Hello again, WinBugs users!
I am trying to model a data generation process in which no observations on
out-of-sample i's are available, and the sample inclusion is
non-deterministic (more poor-quality social science data). Bloom and
Killingsworth (1985) propose a stochastic truncation model in which an
unobserved random threshold variable Ci and the dependent variable Yi are
distributed bivariate normal with parameters mu Y mu Y sigma2 Y sigma2 C
and sigma YC. This is not implementable as written in WinBugs, of course,
because of the limitation on missing data in a multivariate node (and all
Ci's are missing). DeGroot (1986) points out that it is possible to
calculate a univariate truncated distribution that takes into account the
relationship between Y and C:
f(yi|ci>0,...) = normal(y[i]|mu,sigma2) * Pr(C[i]>0|y[i]) / Pr(C[i] >0)
The tricky part is Pr(C[i]>0|y[i]) which is equal to:
1-CDFnormal(0|D[i],P[i]) where
D[i] = muC[i] + (sigmayc/sigma2y)*(y[i] - muY[i]) and
P[i] = sigma2c - (sigma2yc/sigma2y) [Note: sigma2c is set equal to 1 to
identify/scale the model]
I have been trying, without success, to implement this function in WinBugs
using the "ones trick." Currently, Bugs is reporting an undefined variable,
which I am unable to locate. My code, complete with 10 fake observations on
the covariates, is included below. Any help or hints would be greatly
appreciated,as always!
Thanks,
___________________
Jack Buckley
SUNY Stony Brook
Department of Political Science
[log in to unmask]
(631) 632-4353
---------------------
WinBugs code follows
---------------------
Model
Cbar <- mean(C)
Ybar <- mean(Y)
for(i in 1:N){
product[i] <- (Y[i]-Ybar)*(C[i]-Cbar)
d[i] <- muC[i] + ((sigmayc/pow(sigmay,2))*(Y[i]-muY[i]))
muY[i] <-alpha1 + beta1 * x1[i] + beta2 * x2[i] + beta3 * x3[i]
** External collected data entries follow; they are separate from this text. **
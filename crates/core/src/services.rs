//! Collaborator interfaces.
//!
//! The simulation never renders, plays sound or touches storage itself. A
//! host plugs implementations of these traits into [`Services`] and feeds it
//! the events drained from the game after every tick.

use thiserror::Error;
use tracing::warn;

use crate::boss::BossFightStats;
use crate::events::{AudioCue, EntityRef, GameEvent};
use crate::stats::{BestStats, RunStats};

#[derive(Debug, Error)]
pub enum StoreError {
    #[error("stats store I/O failed: {0}")]
    Io(#[from] std::io::Error),

    #[error("stats record is malformed: {0}")]
    Malformed(String),
}

/// World presence of entities.
pub trait Scene {
    fn add_to_world(&mut self, entity: EntityRef);
    fn remove_from_world(&mut self, entity: EntityRef);
}

/// Fire-and-forget sound playback.
pub trait Audio {
    fn play_cue(&mut self, cue: AudioCue);
}

/// Notification-only UI. The game never reads UI state back.
pub trait Ui {
    fn on_enemy_count_changed(&mut self, remaining: usize);
    fn on_timer_tick(&mut self, elapsed_seconds: u64);
    fn on_level_started(&mut self, _level: u32) {}
    fn on_boss_health(&mut self, _health: f32, _max_health: f32) {}
    fn on_victory(&mut self, run: &RunStats, boss: &BossFightStats, best: &BestStats);
}

/// Durable best-of record.
pub trait StatsStore {
    fn load_best_stats(&self) -> Result<BestStats, StoreError>;
    /// Merge `run` into the stored record and return the merged result.
    fn save_best_stats(&mut self, run: &RunStats) -> Result<BestStats, StoreError>;
}

/// In-memory store, for tests and runs that shouldn't persist anything.
#[derive(Debug, Clone, Default)]
pub struct MemoryStore {
    pub best: BestStats,
}

impl StatsStore for MemoryStore {
    fn load_best_stats(&self) -> Result<BestStats, StoreError> {
        Ok(self.best)
    }

    fn save_best_stats(&mut self, run: &RunStats) -> Result<BestStats, StoreError> {
        self.best = self.best.merge(run);
        Ok(self.best)
    }
}

/// Collaborator that ignores everything.
#[derive(Debug, Clone, Copy, Default)]
pub struct Detached;

impl Scene for Detached {
    fn add_to_world(&mut self, _entity: EntityRef) {}
    fn remove_from_world(&mut self, _entity: EntityRef) {}
}

impl Audio for Detached {
    fn play_cue(&mut self, _cue: AudioCue) {}
}

impl Ui for Detached {
    fn on_enemy_count_changed(&mut self, _remaining: usize) {}
    fn on_timer_tick(&mut self, _elapsed_seconds: u64) {}
    fn on_victory(&mut self, _run: &RunStats, _boss: &BossFightStats, _best: &BestStats) {}
}

/// The full set of collaborators a host provides.
pub struct Services {
    pub scene: Box<dyn Scene>,
    pub audio: Box<dyn Audio>,
    pub ui: Box<dyn Ui>,
    pub store: Box<dyn StatsStore>,
}

impl Services {
    pub fn new(
        scene: Box<dyn Scene>,
        audio: Box<dyn Audio>,
        ui: Box<dyn Ui>,
        store: Box<dyn StatsStore>,
    ) -> Self {
        Self { scene, audio, ui, store }
    }

    /// No presentation and an in-memory store.
    pub fn detached() -> Self {
        Self::new(
            Box::new(Detached),
            Box::new(Detached),
            Box::new(Detached),
            Box::new(MemoryStore::default()),
        )
    }

    /// Route one event to the collaborator that handles it.
    ///
    /// A failed save still reaches the UI, with a best record built from the
    /// run alone; the store error is returned afterwards.
    pub fn dispatch(&mut self, event: &GameEvent) -> Result<(), StoreError> {
        match event {
            GameEvent::EntityAdded(entity) => self.scene.add_to_world(*entity),
            GameEvent::EntityRemoved(entity) => self.scene.remove_from_world(*entity),
            GameEvent::Cue(cue) => self.audio.play_cue(*cue),
            GameEvent::EnemyCountChanged(n) => self.ui.on_enemy_count_changed(*n),
            GameEvent::TimerTick(secs) => self.ui.on_timer_tick(*secs),
            GameEvent::LevelStarted(level) => self.ui.on_level_started(*level),
            GameEvent::BossSpawned { max_health } => self.ui.on_boss_health(*max_health, *max_health),
            GameEvent::BossDamaged { health, max_health } => {
                self.ui.on_boss_health(health.max(0.0), *max_health)
            }
            GameEvent::Victory { run, boss } => match self.store.save_best_stats(run) {
                Ok(best) => self.ui.on_victory(run, boss, &best),
                Err(err) => {
                    warn!(error = %err, "failed to save best stats");
                    self.ui.on_victory(run, boss, &BestStats::default().merge(run));
                    return Err(err);
                }
            },
        }
        Ok(())
    }

    /// Dispatch every event in order. The first store error is returned.
    pub fn dispatch_all(&mut self, events: &[GameEvent]) -> Result<(), StoreError> {
        let mut first_err = None;
        for event in events {
            if let Err(err) = self.dispatch(event) {
                first_err.get_or_insert(err);
            }
        }
        first_err.map_or(Ok(()), Err)
    }
}

#[cfg(test)]
mod tests {
    use super::*;
    use crate::entity::EntityId;
    use std::cell::RefCell;
    use std::rc::Rc;

    #[derive(Default)]
    struct Log {
        lines: Vec<String>,
        best: Option<BestStats>,
    }

    #[derive(Clone, Default)]
    struct Recorder(Rc<RefCell<Log>>);

    impl Scene for Recorder {
        fn add_to_world(&mut self, entity: EntityRef) {
            self.0.borrow_mut().lines.push(format!("add {entity:?}"));
        }
        fn remove_from_world(&mut self, entity: EntityRef) {
            self.0.borrow_mut().lines.push(format!("remove {entity:?}"));
        }
    }

    impl Audio for Recorder {
        fn play_cue(&mut self, cue: AudioCue) {
            self.0.borrow_mut().lines.push(format!("cue {cue:?}"));
        }
    }

    impl Ui for Recorder {
        fn on_enemy_count_changed(&mut self, remaining: usize) {
            self.0.borrow_mut().lines.push(format!("enemies {remaining}"));
        }
        fn on_timer_tick(&mut self, elapsed_seconds: u64) {
            self.0.borrow_mut().lines.push(format!("timer {elapsed_seconds}"));
        }
        fn on_boss_health(&mut self, health: f32, max_health: f32) {
            self.0.borrow_mut().lines.push(format!("boss {health}/{max_health}"));
        }
        fn on_victory(&mut self, _run: &RunStats, _boss: &BossFightStats, best: &BestStats) {
            self.0.borrow_mut().best = Some(*best);
        }
    }

    struct BrokenStore;

    impl StatsStore for BrokenStore {
        fn load_best_stats(&self) -> Result<BestStats, StoreError> {
            Err(StoreError::Malformed("bad".into()))
        }
        fn save_best_stats(&mut self, _run: &RunStats) -> Result<BestStats, StoreError> {
            Err(StoreError::Malformed("bad".into()))
        }
    }

    fn victory(time: f32) -> GameEvent {
        GameEvent::Victory {
            run: RunStats {
                time,
                accuracy: 50.0,
                kills: 10,
                kpm: 5.0,
                longest_kill: 12.0,
            },
            boss: BossFightStats {
                time: 5.0,
                accuracy: 100.0,
                dps: 20.0,
                hits: 10,
                damage: 100.0,
            },
        }
    }

    #[test]
    fn routes_events() {
        let rec = Recorder::default();
        let mut services = Services::new(
            Box::new(rec.clone()),
            Box::new(rec.clone()),
            Box::new(rec.clone()),
            Box::new(MemoryStore::default()),
        );

        services
            .dispatch_all(&[
                GameEvent::EntityAdded(EntityRef::Enemy(EntityId(3))),
                GameEvent::Cue(AudioCue::Kill),
                GameEvent::EnemyCountChanged(12),
                GameEvent::TimerTick(4),
            ])
            .unwrap();

        assert_eq!(
            rec.0.borrow().lines,
            vec!["add Enemy(EntityId(3))", "cue Kill", "enemies 12", "timer 4"]
        );
    }

    #[test]
    fn victory_saves_and_reports_merged_best() {
        let rec = Recorder::default();
        let store = MemoryStore {
            best: BestStats {
                time: Some(90.0),
                ..BestStats::default()
            },
        };
        let mut services = Services::new(
            Box::new(Detached),
            Box::new(Detached),
            Box::new(rec.clone()),
            Box::new(store),
        );

        services.dispatch(&victory(120.0)).unwrap();
        let best = rec.0.borrow().best.unwrap();
        assert_eq!(best.time, Some(90.0));
        assert_eq!(best.kills, Some(10));
    }

    #[test]
    fn failed_save_still_reaches_ui() {
        let rec = Recorder::default();
        let mut services = Services::new(
            Box::new(Detached),
            Box::new(Detached),
            Box::new(rec.clone()),
            Box::new(BrokenStore),
        );

        assert!(services.dispatch(&victory(120.0)).is_err());
        assert_eq!(rec.0.borrow().best.unwrap().time, Some(120.0));
    }

    #[test]
    fn overkill_reaches_ui_as_zero_health() {
        let rec = Recorder::default();
        let mut services = Services::new(
            Box::new(Detached),
            Box::new(Detached),
            Box::new(rec.clone()),
            Box::new(MemoryStore::default()),
        );

        services
            .dispatch_all(&[
                GameEvent::BossSpawned { max_health: 60.0 },
                GameEvent::BossDamaged {
                    health: -5.0,
                    max_health: 60.0,
                },
            ])
            .unwrap();
        assert_eq!(rec.0.borrow().lines, vec!["boss 60/60", "boss 0/60"]);
    }
}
muC[i] <-alpha2 + gamma1 * x1[i] + gamma2 * x2[i]
C[i] ~ dnorm(0,1)
comp1[i] ~ dnorm(muY[i], tau1)
temp1[i] ~ dnorm(d[i], p)
temp2[i] ~ dnorm(muC[i], 1)
comp2[i] <- pow((1-temp1[i]),-1)
comp3[i] <- pow((1-temp2[i]),-1)
ones[i] <- 1
ones[i] ~ dbern( prob[i] )
prob[i] <- comp1[i]*comp2[i]/comp3[i] / K
}
p <- 1 - (pow(sigmayc,2)/pow(sigmay,2))
alpha ~ dnorm(0, 1.0E-6)
beta1 ~ dnorm(0, 1.0E-6)
beta2 ~ dnorm(0, 1.0E-6)
beta3 ~ dnorm(0, 1.0E-6)
alpha2 ~ dnorm(0, 1.0E-6)
gamma1 ~ dnorm(0, 1.0E-6)
gamma2 ~ dnorm(0, 1.0E-6)
tau1 ~ dgamma(.001, .001)
sigmay <- 1/sqrt(tau1)
productsum <- sum(product)
sigmayc <-mean(productsum)
K <-100
list(Y=c(1,2,3,4,5,6,7,8,9,10),
x1=c(4,6,6,8,9,10,10,14,12,17),
x2=c(0,0,1,0,0,1,1,1,0,1),
x3=c(100,80,78,60,58,43,33,23,30,10),
C=c(NA,NA,NA,NA,NA,NA,NA,NA,NA,NA),
comp1=c(NA,NA,NA,NA,NA,NA,NA,NA,NA,NA),
temp1=c(NA,NA,NA,NA,NA,NA,NA,NA,NA,NA),
temp2=c(NA,NA,NA,NA,NA,NA,NA,NA,NA,NA),
N=10)
list(alpha1=0, alpha2=0, beta1=0, beta2=0, beta3=0, gamma1=0, gamma2=0,
tau1 =1)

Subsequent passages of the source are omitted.